Stored items
* * * * *
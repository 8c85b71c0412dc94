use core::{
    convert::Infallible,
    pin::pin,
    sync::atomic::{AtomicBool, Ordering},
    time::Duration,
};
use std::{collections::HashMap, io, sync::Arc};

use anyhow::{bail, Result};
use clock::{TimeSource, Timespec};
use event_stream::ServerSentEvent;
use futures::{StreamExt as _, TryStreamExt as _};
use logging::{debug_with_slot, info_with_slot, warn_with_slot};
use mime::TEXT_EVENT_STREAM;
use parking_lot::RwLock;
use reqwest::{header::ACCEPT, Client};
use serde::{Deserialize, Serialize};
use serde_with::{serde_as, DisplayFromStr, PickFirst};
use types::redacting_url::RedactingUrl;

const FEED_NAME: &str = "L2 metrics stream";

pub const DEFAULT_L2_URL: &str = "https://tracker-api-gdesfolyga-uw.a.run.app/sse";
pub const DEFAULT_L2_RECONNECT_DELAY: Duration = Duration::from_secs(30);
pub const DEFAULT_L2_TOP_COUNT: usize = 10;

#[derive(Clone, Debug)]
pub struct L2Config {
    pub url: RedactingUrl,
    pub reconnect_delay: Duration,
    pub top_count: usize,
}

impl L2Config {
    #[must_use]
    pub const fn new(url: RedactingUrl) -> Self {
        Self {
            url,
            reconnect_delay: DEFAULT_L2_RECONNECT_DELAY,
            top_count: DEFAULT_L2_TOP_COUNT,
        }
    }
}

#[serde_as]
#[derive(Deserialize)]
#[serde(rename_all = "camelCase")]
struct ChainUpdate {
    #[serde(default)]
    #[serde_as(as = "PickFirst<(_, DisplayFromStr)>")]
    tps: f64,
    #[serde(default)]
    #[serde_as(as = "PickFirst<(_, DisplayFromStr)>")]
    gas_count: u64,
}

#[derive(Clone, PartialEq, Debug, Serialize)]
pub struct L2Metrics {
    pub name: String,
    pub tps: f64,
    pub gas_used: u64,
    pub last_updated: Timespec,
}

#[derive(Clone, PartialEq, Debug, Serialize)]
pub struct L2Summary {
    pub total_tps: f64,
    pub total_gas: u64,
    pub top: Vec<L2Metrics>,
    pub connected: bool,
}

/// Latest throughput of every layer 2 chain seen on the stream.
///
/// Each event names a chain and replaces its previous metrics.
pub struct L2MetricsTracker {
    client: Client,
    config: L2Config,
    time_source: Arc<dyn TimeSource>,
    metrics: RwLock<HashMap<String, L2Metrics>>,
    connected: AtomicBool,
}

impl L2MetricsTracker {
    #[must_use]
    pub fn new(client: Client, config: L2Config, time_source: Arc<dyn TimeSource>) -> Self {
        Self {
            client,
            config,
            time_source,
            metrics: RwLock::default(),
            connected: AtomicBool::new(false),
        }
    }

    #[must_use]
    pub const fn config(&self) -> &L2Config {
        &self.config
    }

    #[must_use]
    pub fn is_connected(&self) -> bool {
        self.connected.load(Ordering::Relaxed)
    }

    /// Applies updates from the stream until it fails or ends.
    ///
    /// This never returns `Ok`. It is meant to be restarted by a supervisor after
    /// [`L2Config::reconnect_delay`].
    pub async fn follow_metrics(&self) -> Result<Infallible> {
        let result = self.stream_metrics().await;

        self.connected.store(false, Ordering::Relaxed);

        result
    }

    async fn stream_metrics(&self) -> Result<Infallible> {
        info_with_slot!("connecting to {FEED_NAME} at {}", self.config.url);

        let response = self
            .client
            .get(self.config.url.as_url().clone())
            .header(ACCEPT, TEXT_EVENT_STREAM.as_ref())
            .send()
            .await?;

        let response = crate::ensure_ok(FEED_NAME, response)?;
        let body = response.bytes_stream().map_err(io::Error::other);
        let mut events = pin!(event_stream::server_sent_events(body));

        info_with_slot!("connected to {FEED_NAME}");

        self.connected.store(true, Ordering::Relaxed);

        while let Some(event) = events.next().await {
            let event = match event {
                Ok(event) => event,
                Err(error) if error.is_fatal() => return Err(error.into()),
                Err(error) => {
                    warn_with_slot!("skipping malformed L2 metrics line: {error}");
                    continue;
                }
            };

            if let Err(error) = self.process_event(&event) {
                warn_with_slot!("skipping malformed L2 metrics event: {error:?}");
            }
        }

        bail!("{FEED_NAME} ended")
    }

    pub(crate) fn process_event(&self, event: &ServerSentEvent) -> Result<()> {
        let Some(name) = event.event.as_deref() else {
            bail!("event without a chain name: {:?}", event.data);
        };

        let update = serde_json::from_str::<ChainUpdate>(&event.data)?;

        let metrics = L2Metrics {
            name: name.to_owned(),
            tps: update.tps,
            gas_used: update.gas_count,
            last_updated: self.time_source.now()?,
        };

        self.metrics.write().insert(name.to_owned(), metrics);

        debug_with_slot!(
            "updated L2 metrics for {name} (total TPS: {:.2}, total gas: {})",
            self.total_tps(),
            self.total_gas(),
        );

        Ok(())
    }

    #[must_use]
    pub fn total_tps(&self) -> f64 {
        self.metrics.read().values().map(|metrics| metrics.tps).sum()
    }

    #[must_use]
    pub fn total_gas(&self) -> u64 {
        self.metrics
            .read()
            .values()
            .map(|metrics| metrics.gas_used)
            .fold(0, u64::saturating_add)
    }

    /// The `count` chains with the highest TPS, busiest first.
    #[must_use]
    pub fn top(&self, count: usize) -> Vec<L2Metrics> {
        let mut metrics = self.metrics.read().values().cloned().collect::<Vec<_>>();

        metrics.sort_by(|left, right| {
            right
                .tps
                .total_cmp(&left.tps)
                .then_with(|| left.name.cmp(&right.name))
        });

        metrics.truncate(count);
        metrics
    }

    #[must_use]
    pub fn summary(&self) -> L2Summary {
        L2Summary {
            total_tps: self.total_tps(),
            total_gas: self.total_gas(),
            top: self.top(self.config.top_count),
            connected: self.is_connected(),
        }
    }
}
* * * * *
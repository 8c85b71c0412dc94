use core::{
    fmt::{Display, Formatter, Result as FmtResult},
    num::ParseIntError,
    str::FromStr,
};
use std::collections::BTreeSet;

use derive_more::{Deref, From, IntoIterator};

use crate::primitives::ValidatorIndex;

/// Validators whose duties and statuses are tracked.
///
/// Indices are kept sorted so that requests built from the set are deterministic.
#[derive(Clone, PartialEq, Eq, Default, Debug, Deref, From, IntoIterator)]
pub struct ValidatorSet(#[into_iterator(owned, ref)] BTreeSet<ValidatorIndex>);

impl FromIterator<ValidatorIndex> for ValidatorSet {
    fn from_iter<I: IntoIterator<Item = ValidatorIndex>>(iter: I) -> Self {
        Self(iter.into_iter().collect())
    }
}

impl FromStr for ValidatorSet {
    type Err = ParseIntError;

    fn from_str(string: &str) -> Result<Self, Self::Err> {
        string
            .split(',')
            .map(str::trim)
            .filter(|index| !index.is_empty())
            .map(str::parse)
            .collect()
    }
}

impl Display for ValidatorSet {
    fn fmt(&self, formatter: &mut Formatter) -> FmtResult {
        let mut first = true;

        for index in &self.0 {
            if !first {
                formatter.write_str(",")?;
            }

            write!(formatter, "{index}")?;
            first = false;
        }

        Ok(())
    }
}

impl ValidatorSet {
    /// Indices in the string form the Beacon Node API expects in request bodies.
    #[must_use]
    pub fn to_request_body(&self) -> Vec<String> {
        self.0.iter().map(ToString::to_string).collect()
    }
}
* * * * *
_Task:_ Looking at the data above, show all lines where the word "struct" occurs.

_Solution to this exercise:_
pub struct L2Config {
struct ChainUpdate {
pub struct L2Metrics {
pub struct L2Summary {
pub struct L2MetricsTracker {
pub struct ValidatorSet(#[into_iterator(owned, ref)] BTreeSet<ValidatorIndex>);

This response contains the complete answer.